I like theatre. Some plays I have attended have literally overwhelmed me or moved me to tears.
I knew that I would never deprive myself of theater seeing the beauty Tit-Cockby Gratien Gélinas, staged by the Théâtre de la Bordée, in Quebec, in 1993. In 2006, in Joliette, the play Gagarin Way, by Scottish playwright Gregory Burke, carried by the disturbing intensity of David Boutin and Stéphane Jacques, embodying factory workers dispossessed of their work, capsized me by forcing me to wonder if the revolt against injustice was doomed to failure. In 2016, the distress of Guy Nadon, an old history teacher with Alzheimer’s in you will remember me, by François Archambault, marked me forever. The theater is powerful, it changes lives.
However, I don’t live in Montreal or Quebec and, as I get older, I’m less and less outgoing. Consequently, my opportunities to see good plays are rare since the theater that travels to the regions, with some exceptions, is essentially commercial in nature.
The pandemic, in this regard, has been good, by encouraging theaters to turn to webcasting and Télé-Québec to present a few plays. Of course, theater on screen may not be as powerful as live theatre, but it’s better than the almost nothing to which fans of the genre in the region are condemned. Quebec produces excellent theatre, but, in the current situation, the latter, for lack of distribution, remains reserved for the privileged. A national cultural policy worthy of the name should include, it seems to me, adequate funding for theatrical tours as well as support for webcasting and television broadcasting of good plays produced here. It’s not just TV series in life.
My favorite solution to satisfy my appetite for theater is therefore to read it. Each year, I reread, for pure pleasure, a few pieces by Molière and Marivaux to revel in this aerial language and this sublime rhythm. I often go back to Gratien Gélinas and Michel Tremblay. Theatrical news also guides my choices. When the Denise-Pelletier Theater presented The Salem Witchesby Arthur Miller, in November 2021, I read this masterpiece at home, before continuing with They were all my sons (1947), another excellent play by the brilliant American playwright. When you have seen a few plays live, when you have a certain sense of theatre, it is quite easy to bring the theater you read to life through your imagination.

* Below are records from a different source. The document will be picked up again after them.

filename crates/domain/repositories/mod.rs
pub mod cache;
pub mod categories;
pub mod plans;
pub mod query_gateway;
pub mod subscriptions;
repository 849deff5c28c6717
use std::fmt::Display;

use serde::{Deserialize, Serialize};

#[derive(Default, Debug, Clone, Copy, Serialize, Deserialize, PartialEq, Eq, Hash)]
#[serde(rename_all = "snake_case")]
pub enum ListingStatus {
    #[default]
    Active,
    Draft,
    Pending,
    Sold,
    Archived,
}

impl ListingStatus {
    pub const ALL: [ListingStatus; 5] = [
        ListingStatus::Active,
        ListingStatus::Draft,
        ListingStatus::Pending,
        ListingStatus::Sold,
        ListingStatus::Archived,
    ];

    /// Statuses that count against a seller's listing quota.
    pub const QUOTA_COUNTED: [ListingStatus; 3] = [
        ListingStatus::Active,
        ListingStatus::Draft,
        ListingStatus::Pending,
    ];
}

impl Display for ListingStatus {
    fn fmt(&self, f: &mut std::fmt::Formatter<'_>) -> std::fmt::Result {
        let status = match self {
            ListingStatus::Active => "active",
            ListingStatus::Draft => "draft",
            ListingStatus::Pending => "pending",
            ListingStatus::Sold => "sold",
            ListingStatus::Archived => "archived",
        };
        write!(f, "{}", status)
    }
}
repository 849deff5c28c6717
use axum::{
    Router,
    extract::{Path, State},
    routing::get,
};
use crates::{
    domain::{
        clock::Clock,
        repositories::{
            plans::PlanRepository, query_gateway::QueryGateway,
            subscriptions::SubscriptionRepository,
        },
        value_objects::usage::UsageSummary,
    },
    infra::db::{
        postgres::postgres_connection::PgPoolSquad,
        repositories::{
            plans::PlanPostgres, query_gateway::QueryGatewayPostgres,
            subscriptions::SubscriptionPostgres,
        },
    },
};
use std::sync::Arc;
use uuid::Uuid;

use crate::{
    auth::AuthUser,
    axum_http::error_responses::{ApiResponse, AppError},
    usecases::{plan_resolver::PlanResolver, usage::UsageUseCase},
};

pub fn routes(db_pool: Arc<PgPoolSquad>, clock: Arc<dyn Clock>) -> Router {
    let plan_resolver = PlanResolver::new(
        Arc::new(PlanPostgres::new(Arc::clone(&db_pool))),
        Arc::new(SubscriptionPostgres::new(Arc::clone(&db_pool))),
    );
    let usecase = UsageUseCase::new(
        Arc::new(QueryGatewayPostgres::new(Arc::clone(&db_pool))),
        plan_resolver,
        clock,
    );

    router(usecase)
}

pub fn router<G, P, S>(usecase: UsageUseCase<G, P, S>) -> Router
where
    G: QueryGateway + Send + Sync + 'static,
    P: PlanRepository + Send + Sync + 'static,
    S: SubscriptionRepository + Send + Sync + 'static,
{
    Router::new()
        .route("/", get(current_user_usage::<G, P, S>))
        .route("/:user_id", get(user_usage::<G, P, S>))
        .with_state(Arc::new(usecase))
}

pub async fn current_user_usage<G, P, S>(
    State(usecase): State<Arc<UsageUseCase<G, P, S>>>,
    AuthUser { user_id, .. }: AuthUser,
) -> Result<ApiResponse<UsageSummary>, AppError>
where
    G: QueryGateway + Send + Sync + 'static,
    P: PlanRepository + Send + Sync + 'static,
    S: SubscriptionRepository + Send + Sync + 'static,
{
    let summary = usecase.get_usage_summary(user_id).await?;
    Ok(ApiResponse::ok(summary))
}

pub async fn user_usage<G, P, S>(
    State(usecase): State<Arc<UsageUseCase<G, P, S>>>,
    auth: AuthUser,
    Path(user_id): Path<String>,
) -> Result<ApiResponse<UsageSummary>, AppError>
where
    G: QueryGateway + Send + Sync + 'static,
    P: PlanRepository + Send + Sync + 'static,
    S: SubscriptionRepository + Send + Sync + 'static,
{
    auth.require_admin()?;

    let user_id = Uuid::parse_str(&user_id)
        .map_err(|_| AppError::BadRequest("Invalid user_id format".to_string()))?;

    let summary = usecase.get_usage_summary(user_id).await?;
    Ok(ApiResponse::ok(summary))
}
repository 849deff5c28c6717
pub mod default_routers;
pub mod error_responses;
pub mod http_serve;
pub mod routers;
pub mod categories;
pub mod invoices;
pub mod listings;
pub mod plans;
pub mod subscriptions;
pub mod users;
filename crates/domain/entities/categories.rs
use diesel::prelude::*;
use serde::{Deserialize, Serialize};
use uuid::Uuid;

use crate::infra::db::postgres::schema::categories;

#[derive(
    Debug, Clone, PartialEq, Eq, Serialize, Deserialize, Identifiable, Selectable, Queryable,
)]
#[diesel(table_name = categories)]
pub struct CategoryEntity {
    pub id: Uuid,
    pub name: String,
    pub slug: String,
}
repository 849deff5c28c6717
use axum::response::IntoResponse;
use tracing::info;

use crate::axum_http::error_responses::{ApiResponse, AppError};

pub async fn not_found() -> impl IntoResponse {
    info!("backend router: not_found handler invoked");
    AppError::NotFound
}

pub async fn health_check() -> impl IntoResponse {
    ApiResponse::ok("OK")
}
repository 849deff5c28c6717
use serde::Serialize;
use uuid::Uuid;

#[derive(Debug, Clone, Copy, PartialEq, Eq, Serialize)]
pub struct InvoiceSummary {
    pub user_id: Uuid,
    pub total_invoices: i64,
    pub paid_count: i64,
    pub pending_count: i64,
    /// Pending invoices whose due date has passed.
    pub overdue_count: i64,
    pub total_paid_minor: i64,
    pub outstanding_minor: i64,
}
use chrono::{DateTime, Datelike, Days, Duration, Months, NaiveDate, NaiveTime, Utc};
use serde::Serialize;
use thiserror::Error;

pub const DEFAULT_RANGE_DAYS: i64 = 30;

/// How a range token that is not `<digits>d` is treated.
#[derive(Debug, Clone, Copy, PartialEq, Eq, Default)]
pub enum RangeParsing {
    /// Strip every `d`, read the leading digits after an optional `+`, fall back to 0
    /// when there are none.
    #[default]
    Lenient,
    /// Anything other than `<digits>d` is rejected.
    Strict,
}

#[derive(Debug, Clone, Error, PartialEq, Eq)]
pub enum TimeRangeError {
    #[error("time_range must look like `30d`, got `{0}`")]
    Malformed(String),
    #[error("time_range reaches outside the supported calendar, got `{0}`")]
    OutOfRange(String),
}

/// Lookback expressed in whole days, e.g. `30d`.
#[derive(Debug, Clone, Copy, PartialEq, Eq)]
pub struct RangeToken {
    days: i64,
}

impl Default for RangeToken {
    fn default() -> Self {
        Self {
            days: DEFAULT_RANGE_DAYS,
        }
    }
}

impl RangeToken {
    pub fn parse(raw: Option<&str>, mode: RangeParsing) -> Result<Self, TimeRangeError> {
        let raw = match raw.map(str::trim) {
            Some(value) if !value.is_empty() => value,
            _ => return Ok(Self::default()),
        };

        let digits = match mode {
            RangeParsing::Strict => {
                let digits = raw
                    .strip_suffix('d')
                    .filter(|d| !d.is_empty() && d.chars().all(|c| c.is_ascii_digit()))
                    .ok_or_else(|| TimeRangeError::Malformed(raw.to_string()))?;
                digits.to_string()
            }
            RangeParsing::Lenient => {
                let stripped = raw.chars().filter(|c| *c != 'd').collect::<String>();
                let stripped = stripped.trim_start();
                stripped
                    .strip_prefix('+')
                    .unwrap_or(stripped)
                    .chars()
                    .take_while(|c| c.is_ascii_digit())
                    .collect::<String>()
            }
        };

        if digits.is_empty() {
            return Ok(Self { days: 0 });
        }

        let days = digits
            .parse::<i64>()
            .ok()
            .filter(|days| Duration::try_days(*days).is_some())
            .ok_or_else(|| TimeRangeError::OutOfRange(raw.to_string()))?;

        Ok(Self { days })
    }

    pub fn days(&self) -> i64 {
        self.days
    }

    pub fn as_token(&self) -> String {
        format!("{}d", self.days)
    }
}

/// Every instant one dashboard computation needs, derived from a single `now`.
///
/// `start..=end` is the requested rolling window. `previous_start..previous_end`
/// is always the previous calendar month, independent of the requested range.
/// Weeks start on Monday and calendar boundaries are UTC.
#[derive(Debug, Clone, Copy, PartialEq, Eq, Serialize)]
pub struct TimeWindow {
    pub days: i64,
    pub start: DateTime<Utc>,
    pub end: DateTime<Utc>,
    pub previous_start: DateTime<Utc>,
    pub previous_end: DateTime<Utc>,
    #[serde(skip)]
    pub today_start: DateTime<Utc>,
    #[serde(skip)]
    pub week_start: DateTime<Utc>,
    #[serde(skip)]
    pub month_start: DateTime<Utc>,
    #[serde(skip)]
    pub next_month_start: DateTime<Utc>,
}

impl TimeWindow {
    /// Fails when `now - days` falls outside what chrono can represent.
    pub fn resolve(token: RangeToken, now: DateTime<Utc>) -> Result<Self, TimeRangeError> {
        let start = Duration::try_days(token.days())
            .and_then(|lookback| now.checked_sub_signed(lookback))
            .ok_or_else(|| TimeRangeError::OutOfRange(token.as_token()))?;

        let today = now.date_naive();
        let week_start = today - Days::new(u64::from(today.weekday().num_days_from_monday()));
        let month_start = today - Days::new(u64::from(today.day0()));
        let previous_month_start = month_start - Months::new(1);
        let next_month_start = month_start + Months::new(1);

        Ok(Self {
            days: token.days(),
            start,
            end: now,
            previous_start: midnight(previous_month_start),
            previous_end: midnight(month_start),
            today_start: midnight(today),
            week_start: midnight(week_start),
            month_start: midnight(month_start),
            next_month_start: midnight(next_month_start),
        })
    }
}

fn midnight(date: NaiveDate) -> DateTime<Utc> {
    date.and_time(NaiveTime::MIN).and_utc()
}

Thanks to Leméac publisher, one of the few Quebec houses to publish contemporary theatre, I can discover current plays. In The weight of ants (2022, 88 pages), the playwright David Paquet gives life to two teenagers who find themselves, somewhat reluctantly, thrown into an election for the presidency of their school, which is very poorly ranked in the charts.
Jeanne embodies the youth revolted against advertising, against economic injustice, against the headlong rush of global warming. For her, the fire is on, and the only possible reaction is uncompromising anger. Olivier, he is inhabited by anxiety. In his nightmares, he sees the Earth as a “doom globe”. For him, however, the world is beautiful and deserves to be rescued. The adults around them sink into cowardly weariness and advocate willful blindness as a solution to childhood anxiety. The piece, which is aimed primarily at teenagers, is not exempt from complacency towards the “progressive” clichés of the day, but its lively rhythm somewhat compensates for this irritant.
“Young Professionals” take center stage in The art of living (2022, 104 pages), by Liliane Gougeon Moisan. The first half of the piece strikes true and strong. It illustrates, with a kind of benevolent irony, the distress of these young adults who are nevertheless privileged, but without an existential compass.
To fill their inner void, they fall back on the expedients promoted by the ambient therapeutic culture. One thinks she will be fine when she has found the ideal arrangement of her furniture, the other spiritualizes her relationship to food, the third seeks salvation through exercise and the last, who is not “well nowhere”, idealizes the life of his farmer grandfather. Sounds like a theatrical version of the song Degenerationsfrom the group Mes Aïeux, with a touch of subtlety.
In the second half of the play, however, the condo in which the four protagonists live collapses and the subject of the play falls apart. We vaguely understand that this generation suffers from a feeling of uselessness, would like to give meaning to their lives in order to be worthy of recognition. On the scene, however, at this stage, she is lost, and so are we.